Position Statement on Mental Health Services for People who are Deaf and Hard of Hearing (2003)
The Board of the National Association of the Deaf (NAD), staff and Mental Health Committee presents its Position Statement on Mental Health Services for People who are Deaf and Hard of Hearing.
The purpose of this position statement is to acknowledge and emphasize the importance and need for direct communication, sensitivity to cultural affiliation, and sensitivity to the psychosocial impact of hearing loss in the delivery of mental health, mental retardation, and substance abuse services to people who are deaf, hard of hearing, late deafened, and deaf-blind in every state throughout the country.
The NAD recommends that individuals with hearing loss be referred to specially trained providers whenever and wherever possible and/or that appropriate support services, guided by consumer choice, be made available, such as sign language interpreters, captioned videotapes, telecommunication devices for the deaf, tele-mental health capability, and closed captioning.

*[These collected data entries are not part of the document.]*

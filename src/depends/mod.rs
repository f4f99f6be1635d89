//! Dependency injection for plain closures.
//!
//! A [`Callable`] declares its parameters; some of them are marked with
//! [`Depends`] and get their value from another callable. Wrapping it with
//! [`inject`] builds a [`CallModel`] once, and every call resolves the tree:
//!
//! * explicit arguments always win over injected values,
//! * a producer used by several parameters runs once per call (unless
//!   `use_cache(false)`),
//! * generator producers hand out their first item and are drained when the
//!   call is over, last opened first closed,
//! * a [`Provider`] can swap producers for replacements, e.g. in tests.

mod callable;
pub mod generator;
mod inject;
mod model;
mod provider;
mod scope;
mod signature;
mod solve;

pub use crate::depends::callable::{
    CallId, CallKind, Callable, CallableDef, Depends, Generator, Param, ParamKind, ValueStream,
};
pub use crate::depends::inject::{Inject, Injected, InjectedIter, inject, inject_with};
pub use crate::depends::model::{CallModel, ParamField};
pub use crate::depends::provider::{OverrideScope, Provider, dependency_provider};
pub use crate::depends::scope::{AsyncExitStack, ExitStack};
pub use crate::depends::signature::{Origin, ParameterSpec, introspect};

In addition, the NAD encourages organizations to inform their membership about this position paper and incorporate the language used in this position statement wherever possible and appropriate in mental health policy statements on multicultural approaches to care, cross-cultural and cultural care, limited English speaking/signing procedures and guidelines, Olmstead planning, and other kinds of policies, procedures, and standards of care that exist in the mental health field and profession. The population of people with hearing loss should be included, alongside other ethnic and cultural groups, in efforts to eliminate disparities in mental health care.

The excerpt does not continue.